■ **Task inputs**:
:::::
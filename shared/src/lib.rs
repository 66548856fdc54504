//! Shared configuration and bootstrap utilities for TokenGate
//!
//! This crate provides functionality used by any process embedding the
//! token subsystem:
//! - Configuration types (JWT signing, token cache, environment)
//! - Configuration error types
//! - Logging bootstrap on top of `tracing-subscriber`

pub mod config;
pub mod errors;
pub mod logging;

// Re-export commonly used items at crate root
pub use config::{
    AppConfig, Environment, JwtConfig, LogFormat, LoggingConfig, TokenCacheConfig,
};
pub use errors::{ConfigError, ConfigResult};
//! Deployment environment and logging configuration

use serde::{Deserialize, Serialize};
use std::env;
use std::fmt;
use std::str::FromStr;

/// Deployment environment of the embedding process
#[derive(Debug, Clone, Copy, Default, PartialEq, Eq, Deserialize, Serialize)]
#[serde(rename_all = "lowercase")]
pub enum Environment {
    #[default]
    Development,
    Staging,
    Production,
}

impl Environment {
    pub fn is_production(&self) -> bool {
        matches!(self, Environment::Production)
    }

    /// Read from `ENVIRONMENT`, `ENV` or `RUST_ENV`, defaulting to development
    pub fn from_env() -> Self {
        env::var("ENVIRONMENT")
            .or_else(|_| env::var("ENV"))
            .or_else(|_| env::var("RUST_ENV"))
            .ok()
            .and_then(|value| value.parse().ok())
            .unwrap_or_default()
    }

    /// Dotenv file holding overrides for this environment
    pub fn env_file(&self) -> &'static str {
        match self {
            Environment::Development => ".env.development",
            Environment::Staging => ".env.staging",
            Environment::Production => ".env.production",
        }
    }
}

impl fmt::Display for Environment {
    fn fmt(&self, f: &mut fmt::Formatter<'_>) -> fmt::Result {
        match self {
            Environment::Development => write!(f, "development"),
            Environment::Staging => write!(f, "staging"),
            Environment::Production => write!(f, "production"),
        }
    }
}

impl FromStr for Environment {
    type Err = String;

    fn from_str(s: &str) -> Result<Self, Self::Err> {
        match s.trim().to_lowercase().as_str() {
            "development" | "dev" => Ok(Environment::Development),
            "staging" | "stage" | "test" => Ok(Environment::Staging),
            "production" | "prod" => Ok(Environment::Production),
            _ => Err(format!("Invalid environment: {}", s)),
        }
    }
}

/// Log output format
#[derive(Debug, Clone, Copy, PartialEq, Eq, Deserialize, Serialize)]
#[serde(rename_all = "lowercase")]
pub enum LogFormat {
    Json,
    Pretty,
    Compact,
}

/// Logging configuration
#[derive(Debug, Clone, PartialEq, Eq, Deserialize, Serialize)]
pub struct LoggingConfig {
    /// Filter directive used when `RUST_LOG` is unset (e.g. `info`, `tg_core=debug`)
    pub level: String,

    #[serde(default = "default_log_format")]
    pub format: LogFormat,

    /// Enable colored output (terminal only)
    #[serde(default)]
    pub colored: bool,
}

impl Default for LoggingConfig {
    fn default() -> Self {
        Self::for_environment(Environment::default())
    }
}

impl LoggingConfig {
    /// Create logging config for environment
    pub fn for_environment(env: Environment) -> Self {
        match env {
            Environment::Development => Self {
                level: String::from("debug"),
                format: LogFormat::Pretty,
                colored: true,
            },
            Environment::Staging => Self {
                level: String::from("info"),
                format: LogFormat::Json,
                colored: false,
            },
            Environment::Production => Self {
                level: String::from("warn"),
                format: LogFormat::Json,
                colored: false,
            },
        }
    }
}

fn default_log_format() -> LogFormat {
    LogFormat::Compact
}

#[cfg(test)]
mod tests {
    use super::*;

    #[test]
    fn test_environment_from_str() {
        assert_eq!("dev".parse::<Environment>().unwrap(), Environment::Development);
        assert_eq!("staging".parse::<Environment>().unwrap(), Environment::Staging);
        assert_eq!(" PROD ".parse::<Environment>().unwrap(), Environment::Production);
        assert!("invalid".parse::<Environment>().is_err());
    }

    #[test]
    fn test_environment_display_round_trip() {
        for env in [Environment::Development, Environment::Staging, Environment::Production] {
            assert_eq!(env.to_string().parse::<Environment>().unwrap(), env);
        }
        assert_eq!(Environment::Production.env_file(), ".env.production");
    }

    #[test]
    fn test_logging_config_for_environment() {
        let dev_log = LoggingConfig::for_environment(Environment::Development);
        assert_eq!(dev_log.level, "debug");
        assert_eq!(dev_log.format, LogFormat::Pretty);
        assert!(dev_log.colored);

        let prod_log = LoggingConfig::for_environment(Environment::Production);
        assert_eq!(prod_log.level, "warn");
        assert_eq!(prod_log.format, LogFormat::Json);
        assert!(!prod_log.colored);
    }
}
:::::
■ **Your assignment**:
Show all lines above holding "parse".

■ **Result for this task**:
            .and_then(|value| value.parse().ok())
        assert_eq!("dev".parse::<Environment>().unwrap(), Environment::Development);
        assert_eq!("staging".parse::<Environment>().unwrap(), Environment::Staging);
        assert_eq!(" PROD ".parse::<Environment>().unwrap(), Environment::Production);
        assert!("invalid".parse::<Environment>().is_err());
            assert_eq!(env.to_string().parse::<Environment>().unwrap(), env);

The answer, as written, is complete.